As a mom and a teenage patient with a rare autoimmune disease that requires monthly hospitalizations, we are big believers in making communication in the hospital more cohesive and inclusive. Family-centered rounds make a lot of sense from a patient and family point of view. When we first heard that our hospital was an advocate of rounds including the family, we were interested and happy that we would be included. It seems that so much of health care happens without the patient being in the center and with different people talking to the patient about the same thing at different times throughout the day. This study on family-centered rounds is interesting because the perception and definitions seem to vary greatly depending on whom you ask.

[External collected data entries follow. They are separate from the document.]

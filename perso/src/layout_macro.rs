/// Create a layer in keymap
#[macro_export]
macro_rules! layer {
    ([$([$($x: expr), +]), +]) => {
        [$([$($x), +]),+]
    };
}

/// Create a normal key. For example, `k!(A)` represents `KeyAction::Single(Action::Key(KeyCode::A))`
#[macro_export]
macro_rules! k {
    ($k: ident) => {
        $crate::types::action::KeyAction::Single($crate::types::action::Action::Key(
            $crate::types::keycode::KeyCode::$k,
        ))
    };
}

/// Create a normal key with modifier action, e.g. `wm!(PageUp, GUI)`
#[macro_export]
macro_rules! wm {
    ($x: ident, $m: expr) => {
        $crate::types::action::KeyAction::Single($crate::types::action::Action::KeyWithModifier(
            $crate::types::keycode::KeyCode::$x,
            $m,
        ))
    };
}

/// Create a normal action: `KeyAction`
#[macro_export]
macro_rules! a {
    ($a: ident) => {
        $crate::types::action::KeyAction::$a
    };
}

/// Create a layer activate action. For example, `mo!(1)` activates layer 1.
#[macro_export]
macro_rules! mo {
    ($x: expr) => {
        $crate::types::action::KeyAction::Single($crate::types::action::Action::LayerOn($x as u8))
    };
}

/// Create a custom key, e.g. `ck!(MouseScroll)`
#[macro_export]
macro_rules! ck {
    ($c: ident) => {
        $crate::types::action::KeyAction::Single($crate::types::action::Action::Custom(
            $crate::types::action::CustomKey::$c,
        ))
    };
}

/// Create a key typing a Unicode character, e.g. `uc!(ThreeDots)`
#[macro_export]
macro_rules! uc {
    ($c: ident) => {
        $crate::types::action::KeyAction::Single($crate::types::action::Action::Custom(
            $crate::types::action::CustomKey::Unicode($crate::types::action::UnicodeChar::$c),
        ))
    };
}

/// Create a layer of the Charybdis 4x6, in the order keys are laid out on the board.
///
/// Four rows of 12 keys (6 per half), then the thumb clusters: the first thumb row is
/// 3 left keys and 2 right keys, the second one is 2 left keys and 1 right key.
/// The thumb keys are placed on row 4 of the matrix, left ones at columns 1 ~ 5 and right
/// ones at columns 6 ~ 8, unused positions are `No`.
#[macro_export]
macro_rules! charybdis_layout {
    (
        [$($r0: expr),+ $(,)?],
        [$($r1: expr),+ $(,)?],
        [$($r2: expr),+ $(,)?],
        [$($r3: expr),+ $(,)?],
        [$l0: expr, $l1: expr, $l2: expr, $t0: expr, $t1: expr $(,)?],
        [$l3: expr, $l4: expr, $t2: expr $(,)?] $(,)?
    ) => {
        $crate::layer!([
            [$($r0),+],
            [$($r1),+],
            [$($r2),+],
            [$($r3),+],
            [
                $crate::a!(No),
                $l0,
                $l1,
                $l2,
                $l3,
                $l4,
                $t0,
                $t1,
                $t2,
                $crate::a!(No),
                $crate::a!(No),
                $crate::a!(No)
            ]
        ])
    };
}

The study in this issue by Pickel et al highlighted both things that we appreciate and things that frustrate us. For example, the study highlighted that the attending physicians talk outside the room as much as or more than they do inside the room. It is frustrating to hear the team speaking about you in the hallway before they come in and wondering what they are saying. Then, after they leave the room, they continue to have discussions in the hallway, where we can hear pieces and parts but not all of the discussion. We would prefer that all discussion happen in the room with the nurses and the family present. The nurses are the ones who have spent the most time with us, and they have a lot of information to offer. However, as the study highlighted, we often notice that the nurse does not have much of an opportunity to speak during the rounds. From our experiences, we really related to the examples given. Sometimes, the entire rounds process is effectively over by the time the medical team comes into the room, and rounds are more of a procedural event than a discussion.
One of the frustrations we have that we would like to see studied more is the rounding schedule in general. It would be nice if all physicians involved in the care could participate in the family-centered rounds experience, even if some need to be on the phone. Many times, the rounding process happens but then we are left with a statement that they will wait until the other doctors come by to make a decision. This not only prolongs the decisions but also splinters the care that the concept of family-centered rounds is trying to improve. Also, we appreciate when the medical teams sit down in the room with us. It makes us feel as if we are having a discussion where everyone is invited to participate instead of a group of people standing over us. This style of communication seems to engage the patient and family in honest, open conversation, and it seems to cause the team to slow down enough to listen to our story. Additionally, it would be nice to have some idea of when they are coming to the room because it seems that no matter what we do, the team comes in when one of us has run to the cafeteria to get breakfast or to take a phone call in the lobby.
Health care in general seems to be trying to figure out how to get patients engaged in their care and how to drive to personalized medicine where treatments are tailored to an individual’s preferences, values, and goals. Family-centered rounds is a great step in that direction when the teams work to put the patient and family in the center by having an open visit and discussion. We are strong believers that patients and health care providers need to be partners in care, and we are pursuing how to better tackle this challenge in several ways. Morgan maintains a blog (http://morgangleason.com) on patient experience and has made videos on YouTube (https://www.youtube.com/channel/UCq3XY0hPVxzKp2qBxydUCoQ) to highlight positives and negatives of the patient experience. We hear from patients around the world who identify with similar frustrations, and studies like this, which highlight the mismatch between physician perception and reality, can drive change that makes the experience better for the patient. We belong to the Society of Participatory Medicine (http://participatorymedicine.org), and we are excited about the increasing networks and opportunities for patients and families to tell their stories and express their goals for the improvement of health care.
Every patient and family comes from a different background and experience level in health care. For example, Morgan has been dealing with dermatomyositis for 5 and a half years and is a very experienced, opinionated, and engaged patient. She knows exactly what she wants from her providers and experience, and she is confident enough to speak up and ask for it. However, when she was first diagnosed, she was scared, intimidated, frustrated, embarrassed, and overwhelmed. Health care is so fast paced, stressful, and resource limited that sometimes doctors and nurses forget to ask simple questions about how the patient wants to be treated and what the family needs at that time. We applaud this study because it attempts to evaluate and understand new delivery methods such as family-centered rounds. We would love to see additional studies in this area. One example that would be great is having a truly patient-centered rounding system to evaluate whether it is possible to include all providers and family in rounds at 1 time and then assess whether it makes a significant difference in patient experience or outcomes. We would also like to see a study examining whether waking patients up early for rounds affects their participation and outcomes compared with letting them wake up naturally. Another valuable study would be to evaluate the perceptions of the patient on the rounding process compared with the perceptions of the providers and nurses on discharge. This study provides a great model for additional understanding, and we hope to see more like it in the future.
FINANCIAL DISCLOSURE: The author has indicated she has no financial relationships relevant to this article to disclose.
FUNDING: No external funding.
POTENTIAL CONFLICT OF INTEREST: The author has indicated she has no potential conflicts of interest to disclose.